## Assignment
What you return should match the data below exactly, line for line.

::: Listed records

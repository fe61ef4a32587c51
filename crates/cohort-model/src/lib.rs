//! Shared data model for the cohort consolidation pipeline.

pub mod entity;
pub mod enums;
pub mod table;
pub mod template;

pub use entity::{
    MeasurementKey, NewAnnotation, NewMeasurement, NewOption, NewSubject, NewVariable,
    VariableDetails, canonical_dataset_name, format_variable_name,
};
pub use enums::{DataType, DeidMethod, Gender, VariableSource};
pub use table::{RowView, Table};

::::::

## Solution
repository fe61ef4a32587c51
filename crates/cohort-model/src/lib.rs
//! Shared data model for the cohort consolidation pipeline.

pub mod entity;
pub mod enums;
pub mod table;
pub mod template;

pub use entity::{
    MeasurementKey, NewAnnotation, NewMeasurement, NewOption, NewSubject, NewVariable,
    VariableDetails, canonical_dataset_name, format_variable_name,
};
pub use enums::{DataType, DeidMethod, Gender, VariableSource};
pub use table::{RowView, Table};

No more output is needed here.